All of the records below are to be copied exactly.

*** DATASET EXCERPTS ***

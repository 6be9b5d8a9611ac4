//! Handlers for the favorite relation.

use axum::extract::{Path, State};
use axum::http::StatusCode;
use axum::Json;

use projboard_core::error::CoreError;
use projboard_core::types::DbId;
use projboard_db::models::project::Project;
use projboard_db::models::user::User;
use projboard_db::repositories::{FavoriteRepo, ProjectRepo};

use crate::error::{AppError, AppResult};
use crate::middleware::tier::Actor;
use crate::state::AppState;

async fn ensure_project_exists(state: &AppState, id: DbId) -> AppResult<()> {
    ProjectRepo::find_by_id(&state.pool, id)
        .await?
        .ok_or_else(|| AppError::Core(CoreError::not_found("Project", id)))?;
    Ok(())
}

/// POST /api/v1/projects/{id}/favorite
///
/// Idempotent: favoriting twice returns 200 instead of 201.
pub async fn add(
    State(state): State<AppState>,
    actor: Actor,
    Path(id): Path<DbId>,
) -> AppResult<StatusCode> {
    ensure_project_exists(&state, id).await?;
    let created = FavoriteRepo::add(&state.pool, actor.user_id, id).await?;
    Ok(if created {
        StatusCode::CREATED
    } else {
        StatusCode::OK
    })
}

/// DELETE /api/v1/projects/{id}/favorite
pub async fn remove(
    State(state): State<AppState>,
    actor: Actor,
    Path(id): Path<DbId>,
) -> AppResult<StatusCode> {
    let removed = FavoriteRepo::remove(&state.pool, actor.user_id, id).await?;
    if removed {
        Ok(StatusCode::NO_CONTENT)
    } else {
        Err(AppError::Core(CoreError::not_found("Favorite", id)))
    }
}

/// GET /api/v1/projects/{id}/favorited-by
pub async fn favorited_by(
    State(state): State<AppState>,
    Path(id): Path<DbId>,
) -> AppResult<Json<Vec<User>>> {
    ensure_project_exists(&state, id).await?;
    Ok(Json(FavoriteRepo::users_for_project(&state.pool, id).await?))
}

/// GET /api/v1/users/{id}/favorites
///
/// A user may list their own favorites; admins may list anyone's.
pub async fn user_favorites(
    State(state): State<AppState>,
    actor: Actor,
    Path(id): Path<DbId>,
) -> AppResult<Json<Vec<Project>>> {
    if !actor.is_admin() && actor.user_id != id {
        return Err(AppError::Core(CoreError::Forbidden(
            "May only list your own favorites".to_string(),
        )));
    }
    Ok(Json(FavoriteRepo::projects_for_user(&state.pool, id).await?))
}
//! Shared application router builder.
//!
//! Provides [`build_app_router`] so both the production binary (`main.rs`)
//! and integration tests use the exact same middleware stack.

use std::time::Duration;

use axum::http::header::{AUTHORIZATION, CONTENT_TYPE};
use axum::http::{HeaderName, Method};
use axum::Router;
use tower_http::catch_panic::CatchPanicLayer;
use tower_http::cors::CorsLayer;
use tower_http::request_id::{MakeRequestUuid, PropagateRequestIdLayer, SetRequestIdLayer};
use tower_http::timeout::TimeoutLayer;
use tower_http::trace::{DefaultMakeSpan, DefaultOnResponse, TraceLayer};
use tracing::Level;

use crate::config::ServerConfig;
use crate::routes;
use crate::state::AppState;

/// Build the full application [`Router`] with all middleware layers.
///
/// The middleware stack is applied bottom-up:
///
/// 1. CORS
/// 2. Set request ID on incoming requests
/// 3. Structured request/response tracing
/// 4. Propagate request ID to response
/// 5. Request timeout
/// 6. Panic recovery (catch panics, return 500)
pub fn build_app_router(state: AppState, config: &ServerConfig) -> Router {
    let cors = build_cors_layer(config);
    let request_id_header = HeaderName::from_static("x-request-id");

    Router::new()
        // Health check at root level (not under /api/v1).
        .merge(routes::health::router())
        // API v1 routes.
        .nest("/api/v1", routes::api_routes())
        // -- Middleware stack (applied bottom-up) --
        // Panic recovery: catch panics and return 500 JSON.
        .layer(CatchPanicLayer::new())
        // Request timeout.
        .layer(TimeoutLayer::new(Duration::from_secs(
            config.request_timeout_secs,
        )))
        // Propagate request ID to response.
        .layer(PropagateRequestIdLayer::new(request_id_header.clone()))
        // Structured request/response tracing.
        .layer(
            TraceLayer::new_for_http()
                .make_span_with(DefaultMakeSpan::new().level(Level::INFO))
                .on_response(DefaultOnResponse::new().level(Level::INFO)),
        )
        // Set request ID on incoming requests.
        .layer(SetRequestIdLayer::new(request_id_header, MakeRequestUuid))
        // CORS.
        .layer(cors)
        // Shared state.
        .with_state(state)
}

/// Build the CORS middleware layer from server configuration.
///
/// Panics at startup if any configured origin is invalid, which is the
/// desired behaviour -- we want misconfiguration to fail fast.
pub fn build_cors_layer(config: &ServerConfig) -> CorsLayer {
    let origins: Vec<_> = config
        .cors_origins
        .iter()
        .map(|o| {
            o.parse()
                .unwrap_or_else(|e| panic!("Invalid CORS origin '{o}': {e}"))
        })
        .collect();

    CorsLayer::new()
        .allow_origin(origins)
        .allow_methods([
            Method::GET,
            Method::POST,
            Method::PUT,
            Method::DELETE,
            Method::PATCH,
        ])
        .allow_headers([CONTENT_TYPE, AUTHORIZATION])
        .allow_credentials(true)
        .max_age(Duration::from_secs(3600))
}
//! URL-safe slug derivation from project titles.
//!
//! Collision handling (suffixing `-2`, `-3`, ...) needs the existing slugs
//! and therefore lives in the repository layer; this module only derives the
//! base slug.

/// Derive a URL-safe slug from a title.
///
/// Lowercases, maps runs of non-alphanumeric characters to a single `-`,
/// and trims leading/trailing dashes.
pub fn slugify(title: &str) -> String {
    let mut slug = String::with_capacity(title.len());
    let mut last_dash = true;
    for c in title.chars() {
        if c.is_ascii_alphanumeric() {
            slug.extend(c.to_lowercase());
            last_dash = false;
        } else if !last_dash {
            slug.push('-');
            last_dash = true;
        }
    }
    while slug.ends_with('-') {
        slug.pop();
    }
    slug
}

/// Append a collision counter to a base slug (`water`, `water-2`, ...).
pub fn suffixed(base: &str, attempt: u32) -> String {
    if attempt <= 1 {
        base.to_string()
    } else {
        format!("{base}-{attempt}")
    }
}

***

FINISHED TASK:
repository 6be9b5d8a9611ac4
//! Handlers for the favorite relation.

use axum::extract::{Path, State};
use axum::http::StatusCode;
use axum::Json;

use projboard_core::error::CoreError;
use projboard_core::types::DbId;
use projboard_db::models::project::Project;
use projboard_db::models::user::User;
use projboard_db::repositories::{FavoriteRepo, ProjectRepo};

use crate::error::{AppError, AppResult};
use crate::middleware::tier::Actor;
use crate::state::AppState;

async fn ensure_project_exists(state: &AppState, id: DbId) -> AppResult<()> {
    ProjectRepo::find_by_id(&state.pool, id)
        .await?
        .ok_or_else(|| AppError::Core(CoreError::not_found("Project", id)))?;
    Ok(())
}

/// POST /api/v1/projects/{id}/favorite
///
/// Idempotent: favoriting twice returns 200 instead of 201.
pub async fn add(
    State(state): State<AppState>,
    actor: Actor,
    Path(id): Path<DbId>,
) -> AppResult<StatusCode> {
    ensure_project_exists(&state, id).await?;
    let created = FavoriteRepo::add(&state.pool, actor.user_id, id).await?;
    Ok(if created {
        StatusCode::CREATED
    } else {
        StatusCode::OK
    })
}

/// DELETE /api/v1/projects/{id}/favorite
pub async fn remove(
    State(state): State<AppState>,
    actor: Actor,
    Path(id): Path<DbId>,
) -> AppResult<StatusCode> {
    let removed = FavoriteRepo::remove(&state.pool, actor.user_id, id).await?;
    if removed {
        Ok(StatusCode::NO_CONTENT)
    } else {
        Err(AppError::Core(CoreError::not_found("Favorite", id)))
    }
}

/// GET /api/v1/projects/{id}/favorited-by
pub async fn favorited_by(
    State(state): State<AppState>,
    Path(id): Path<DbId>,
) -> AppResult<Json<Vec<User>>> {
    ensure_project_exists(&state, id).await?;
    Ok(Json(FavoriteRepo::users_for_project(&state.pool, id).await?))
}

/// GET /api/v1/users/{id}/favorites
///
/// A user may list their own favorites; admins may list anyone's.
pub async fn user_favorites(
    State(state): State<AppState>,
    actor: Actor,
    Path(id): Path<DbId>,
) -> AppResult<Json<Vec<Project>>> {
    if !actor.is_admin() && actor.user_id != id {
        return Err(AppError::Core(CoreError::Forbidden(
            "May only list your own favorites".to_string(),
        )));
    }
    Ok(Json(FavoriteRepo::projects_for_user(&state.pool, id).await?))
}
//! Shared application router builder.
//!
//! Provides [`build_app_router`] so both the production binary (`main.rs`)
//! and integration tests use the exact same middleware stack.

use std::time::Duration;

use axum::http::header::{AUTHORIZATION, CONTENT_TYPE};
use axum::http::{HeaderName, Method};
use axum::Router;
use tower_http::catch_panic::CatchPanicLayer;
use tower_http::cors::CorsLayer;
use tower_http::request_id::{MakeRequestUuid, PropagateRequestIdLayer, SetRequestIdLayer};
use tower_http::timeout::TimeoutLayer;
use tower_http::trace::{DefaultMakeSpan, DefaultOnResponse, TraceLayer};
use tracing::Level;

use crate::config::ServerConfig;
use crate::routes;
use crate::state::AppState;

/// Build the full application [`Router`] with all middleware layers.
///
/// The middleware stack is applied bottom-up:
///
/// 1. CORS
/// 2. Set request ID on incoming requests
/// 3. Structured request/response tracing
/// 4. Propagate request ID to response
/// 5. Request timeout
/// 6. Panic recovery (catch panics, return 500)
pub fn build_app_router(state: AppState, config: &ServerConfig) -> Router {
    let cors = build_cors_layer(config);
    let request_id_header = HeaderName::from_static("x-request-id");

    Router::new()
        // Health check at root level (not under /api/v1).
        .merge(routes::health::router())
        // API v1 routes.
        .nest("/api/v1", routes::api_routes())
        // -- Middleware stack (applied bottom-up) --
        // Panic recovery: catch panics and return 500 JSON.
        .layer(CatchPanicLayer::new())
        // Request timeout.
        .layer(TimeoutLayer::new(Duration::from_secs(
            config.request_timeout_secs,
        )))
        // Propagate request ID to response.
        .layer(PropagateRequestIdLayer::new(request_id_header.clone()))
        // Structured request/response tracing.
        .layer(
            TraceLayer::new_for_http()
                .make_span_with(DefaultMakeSpan::new().level(Level::INFO))
                .on_response(DefaultOnResponse::new().level(Level::INFO)),
        )
        // Set request ID on incoming requests.
        .layer(SetRequestIdLayer::new(request_id_header, MakeRequestUuid))
        // CORS.
        .layer(cors)
        // Shared state.
        .with_state(state)
}

/// Build the CORS middleware layer from server configuration.
///
/// Panics at startup if any configured origin is invalid, which is the
/// desired behaviour -- we want misconfiguration to fail fast.
pub fn build_cors_layer(config: &ServerConfig) -> CorsLayer {
    let origins: Vec<_> = config
        .cors_origins
        .iter()
        .map(|o| {
            o.parse()
                .unwrap_or_else(|e| panic!("Invalid CORS origin '{o}': {e}"))
        })
        .collect();

    CorsLayer::new()
        .allow_origin(origins)
        .allow_methods([
            Method::GET,
            Method::POST,
            Method::PUT,
            Method::DELETE,
            Method::PATCH,
        ])
        .allow_headers([CONTENT_TYPE, AUTHORIZATION])
        .allow_credentials(true)
        .max_age(Duration::from_secs(3600))
}
//! URL-safe slug derivation from project titles.
//!
//! Collision handling (suffixing `-2`, `-3`, ...) needs the existing slugs
//! and therefore lives in the repository layer; this module only derives the
//! base slug.

/// Derive a URL-safe slug from a title.
///
/// Lowercases, maps runs of non-alphanumeric characters to a single `-`,
/// and trims leading/trailing dashes.
pub fn slugify(title: &str) -> String {
    let mut slug = String::with_capacity(title.len());
    let mut last_dash = true;
    for c in title.chars() {
        if c.is_ascii_alphanumeric() {
            slug.extend(c.to_lowercase());
            last_dash = false;
        } else if !last_dash {
            slug.push('-');
            last_dash = true;
        }
    }
    while slug.ends_with('-') {
        slug.pop();
    }
    slug
}

/// Append a collision counter to a base slug (`water`, `water-2`, ...).
pub fn suffixed(base: &str, attempt: u32) -> String {
    if attempt <= 1 {
        base.to_string()
    } else {
        format!("{base}-{attempt}")
    }
}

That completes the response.